Di sisi lain, klaim supremasi mengatasnamakan sipil pasca reformasi ternyata melahirkan paradoks. Alih-alih memperkuat demokrasi, kita menyaksikan menguatnya otoritarianisme sipil. Selama dua periode pemerintahan Presiden Joko Widodo, energi bangsa terkuras pada kebijakan pembangunan yang rapuh fondasinya, politik dinasti yang menggerus etika demokrasi, serta penegakan hukum yang berubah menjadi instrumen represi.
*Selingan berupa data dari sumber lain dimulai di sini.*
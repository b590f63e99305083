//! Storefront configuration loaded from environment variables.
//!
//! # Environment Variables
//!
//! ## Optional
//! - `STOREFRONT_DATABASE_URL` - `PostgreSQL` connection string (falls back to
//!   `DATABASE_URL`; without either an in-memory store is used)
//! - `STOREFRONT_HOST` - Bind address (default: 127.0.0.1)
//! - `STOREFRONT_PORT` - Listen port (default: 3000)
//! - `STOREFRONT_BASE_URL` - Public URL (default: <http://localhost:3000>);
//!   an `https://` URL marks session cookies `Secure`
//! - `STOREFRONT_ARGON2_MEMORY_KIB` - Argon2 memory cost
//! - `STOREFRONT_ARGON2_ITERATIONS` - Argon2 time cost
//! - `STOREFRONT_ARGON2_PARALLELISM` - Argon2 lanes
//! - `SENTRY_DSN` - Sentry error tracking DSN
//! - `SENTRY_ENVIRONMENT` - Sentry environment name
//! - `SENTRY_SAMPLE_RATE` - Error event sample rate (default: 1.0)
//! - `SENTRY_TRACES_SAMPLE_RATE` - Transaction sample rate (default: 0.0)

use std::net::{IpAddr, Ipv4Addr, SocketAddr};
use std::str::FromStr;

use argon2::{Algorithm, Argon2, Params, Version};
use secrecy::SecretString;
use thiserror::Error;

/// Configuration errors that can occur during loading.
#[derive(Debug, Error)]
pub enum ConfigError {
    #[error("Invalid environment variable {0}: {1}")]
    InvalidEnvVar(String, String),
}

/// Storefront application configuration.
#[derive(Debug, Clone)]
pub struct StorefrontConfig {
    /// `PostgreSQL` database connection URL (contains password)
    pub database_url: Option<SecretString>,
    /// IP address to bind the server to
    pub host: IpAddr,
    /// Port to listen on
    pub port: u16,
    /// Public base URL for the storefront
    pub base_url: String,
    /// Password hashing cost
    pub password_hashing: PasswordHashingConfig,
    /// Sentry error tracking
    pub sentry: SentryConfig,
}

/// Argon2id cost parameters.
#[derive(Debug, Clone, Copy, PartialEq, Eq)]
pub struct PasswordHashingConfig {
    pub memory_kib: u32,
    pub iterations: u32,
    pub parallelism: u32,
}

/// Sentry settings. Reporting is disabled without a DSN.
#[derive(Debug, Clone, Default)]
pub struct SentryConfig {
    pub dsn: Option<String>,
    pub environment: Option<String>,
    pub sample_rate: Option<f32>,
    pub traces_sample_rate: Option<f32>,
}

impl Default for StorefrontConfig {
    fn default() -> Self {
        Self {
            database_url: None,
            host: IpAddr::V4(Ipv4Addr::LOCALHOST),
            port: 3000,
            base_url: "http://localhost:3000".to_string(),
            password_hashing: PasswordHashingConfig::default(),
            sentry: SentryConfig::default(),
        }
    }
}

impl Default for PasswordHashingConfig {
    fn default() -> Self {
        Self {
            memory_kib: Params::DEFAULT_M_COST,
            iterations: Params::DEFAULT_T_COST,
            parallelism: Params::DEFAULT_P_COST,
        }
    }
}

impl PasswordHashingConfig {
    /// Build an Argon2id hasher with these costs.
    ///
    /// # Errors
    ///
    /// Returns `ConfigError::InvalidEnvVar` if the costs are out of Argon2's range.
    pub fn hasher(&self) -> Result<Argon2<'static>, ConfigError> {
        let params = Params::new(self.memory_kib, self.iterations, self.parallelism, None)
            .map_err(|e| {
                ConfigError::InvalidEnvVar("STOREFRONT_ARGON2_*".to_string(), e.to_string())
            })?;
        Ok(Argon2::new(Algorithm::Argon2id, Version::V0x13, params))
    }
}

impl StorefrontConfig {
    /// Load configuration from environment variables.
    ///
    /// Calls `dotenvy::dotenv()` to load from `.env` file if present.
    ///
    /// # Errors
    ///
    /// Returns `ConfigError` if a variable is present but cannot be parsed.
    pub fn from_env() -> Result<Self, ConfigError> {
        // Load .env file if present (ignore errors if not found)
        let _ = dotenvy::dotenv();

        Self::from_lookup(|key| std::env::var(key).ok())
    }

    /// Load configuration from an arbitrary variable source.
    fn from_lookup(get: impl Fn(&str) -> Option<String>) -> Result<Self, ConfigError> {
        let defaults = Self::default();

        let database_url = get("STOREFRONT_DATABASE_URL")
            // Fallback set by Fly.io postgres attach
            .or_else(|| get("DATABASE_URL"))
            .filter(|url| !url.is_empty())
            .map(SecretString::from);

        let cost = defaults.password_hashing;
        let password_hashing = PasswordHashingConfig {
            memory_kib: parse_or(&get, "STOREFRONT_ARGON2_MEMORY_KIB", cost.memory_kib)?,
            iterations: parse_or(&get, "STOREFRONT_ARGON2_ITERATIONS", cost.iterations)?,
            parallelism: parse_or(&get, "STOREFRONT_ARGON2_PARALLELISM", cost.parallelism)?,
        };
        password_hashing.hasher()?;

        let sentry = SentryConfig {
            dsn: get("SENTRY_DSN").filter(|dsn| !dsn.is_empty()),
            environment: get("SENTRY_ENVIRONMENT"),
            sample_rate: parse_optional(&get, "SENTRY_SAMPLE_RATE")?,
            traces_sample_rate: parse_optional(&get, "SENTRY_TRACES_SAMPLE_RATE")?,
        };

        Ok(Self {
            database_url,
            host: parse_or(&get, "STOREFRONT_HOST", defaults.host)?,
            port: parse_or(&get, "STOREFRONT_PORT", defaults.port)?,
            base_url: get("STOREFRONT_BASE_URL").unwrap_or(defaults.base_url),
            password_hashing,
            sentry,
        })
    }

    /// Returns the socket address for binding the server.
    #[must_use]
    pub const fn socket_addr(&self) -> SocketAddr {
        SocketAddr::new(self.host, self.port)
    }

    /// Whether the public URL is served over TLS.
    #[must_use]
    pub fn is_secure(&self) -> bool {
        self.base_url.starts_with("https://")
    }
}

// =============================================================================
// Helper Functions
// =============================================================================

/// Parse an optional variable.
fn parse_optional<T>(
    get: &impl Fn(&str) -> Option<String>,
    key: &str,
) -> Result<Option<T>, ConfigError>
where
    T: FromStr,
    T::Err: std::fmt::Display,
{
    get(key)
        .map(|value| {
            value
                .trim()
                .parse::<T>()
                .map_err(|e| ConfigError::InvalidEnvVar(key.to_string(), e.to_string()))
        })
        .transpose()
}

/// Parse a variable, using `default` if it is unset.
fn parse_or<T>(
    get: &impl Fn(&str) -> Option<String>,
    key: &str,
    default: T,
) -> Result<T, ConfigError>
where
    T: FromStr,
    T::Err: std::fmt::Display,
{
    Ok(parse_optional(get, key)?.unwrap_or(default))
}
Data Bank Indonesia mencatat lonjakan utang luar negeri hingga menembus 400 miliar dolar AS, sementara Transparency International menempatkan Indonesia pada skor Indeks Persepsi Korupsi 34 persen tak jauh dari era Orde Baru.

Dalam situasi inilah, sebagian aktivis sipil dan influencer digital justru memilih menjadikan TNI sebagai kambing hitam. Nama-nama seperti Ferry Irwandi dan kawan-kawan, dengan modal literasi digital, menggaungkan tuduhan seakan keterpurukan bangsa ini bersumber dari bayang-bayang militerisme. Ironisnya, mereka menutup mata terhadap kerusakan tata kelola sipil yang nyata terjadi selama sepuluh tahun terakhir.
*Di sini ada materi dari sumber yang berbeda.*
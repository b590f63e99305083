//! Business logic services for storefront.
//!
//! # Services
//!
//! - `auth` - Registration and email/password login
//! - `products` - Product catalog with ownership checks
//! - `validation` - Request body validation errors

pub mod auth;
pub mod products;
pub mod validation;

pub use auth::{AuthError, AuthService, LoginInput, RegisterInput};
pub use products::{ProductAction, ProductError, ProductInput, ProductService, can_modify};
pub use validation::ValidationError;
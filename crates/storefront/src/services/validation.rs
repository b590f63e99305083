//! Request body validation errors and helpers.

use thiserror::Error;

use productstore_core::EmailError;

/// A request body failed validation.
///
/// The display text is returned to the client verbatim.
#[derive(Debug, Clone, PartialEq, Eq, Error)]
pub enum ValidationError {
    #[error("Name, description, and price are required")]
    MissingProductFields,

    #[error("Price must be a non-negative number")]
    InvalidPrice,

    #[error("Name, email, and password are required")]
    MissingRegistrationFields,

    #[error("Email and password are required")]
    MissingCredentials,

    #[error("Invalid email address")]
    InvalidEmail(#[source] EmailError),

    /// The body was not JSON of the expected shape.
    #[error("Invalid request body: {0}")]
    Body(String),
}

/// Returns the value if it is present and not blank.
pub(crate) fn non_blank(value: Option<&str>) -> Option<&str> {
    value.filter(|v| !v.trim().is_empty())
}
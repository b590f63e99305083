//! Authentication error types.

use thiserror::Error;

use crate::db::RepositoryError;
use crate::services::validation::ValidationError;

/// Errors that can occur during authentication operations.
#[derive(Debug, Error)]
pub enum AuthError {
    /// The registration or login body is invalid.
    #[error(transparent)]
    Validation(#[from] ValidationError),

    /// A user with this email already exists.
    #[error("User already exists with this email")]
    DuplicateEmail,

    /// Invalid credentials (wrong password or user not found).
    #[error("Invalid credentials")]
    InvalidCredentials,

    /// Repository/database error.
    #[error("database error: {0}")]
    Repository(#[from] RepositoryError),

    /// Password hashing error.
    #[error("password hashing error")]
    PasswordHash,
}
Generasi muda yang menguasai ruang publik seharusnya mampu menggunakan nalar dan nurani. Objektivitas menuntut keberanian menyebut sumber masalah yaitu kegagalan kepemimpinan sipil dalam mengelola demokrasi dan ekonomi.

Gus Dur pernah berujar, Indonesia bukan negara demokratis, bukan pula negara sekuler tetapi Indonesia adalah “negara yang bukan-bukan.” Ungkapan itu seakan relevan hari ini, bangsa ini tengah terjebak di antara ilusi demokrasi dan otoritarianisme sipil.

Menuntut TNI kembali ke barak tanpa evaluasi jujur terhadap kegagalan sipil hanya melanggengkan arogansi politik sipil itu sendiri. Reformasi seharusnya bukan amputasi, melainkan keseimbangan: TNI tetap tunduk pada supremasi sipil, tetapi tidak dijauhkan dari rakyat dan tanggung jawab sejarahnya. Jika sipil gagal mengelola demokrasi, jangan lagi mencari kambing hitam ke arah tentara.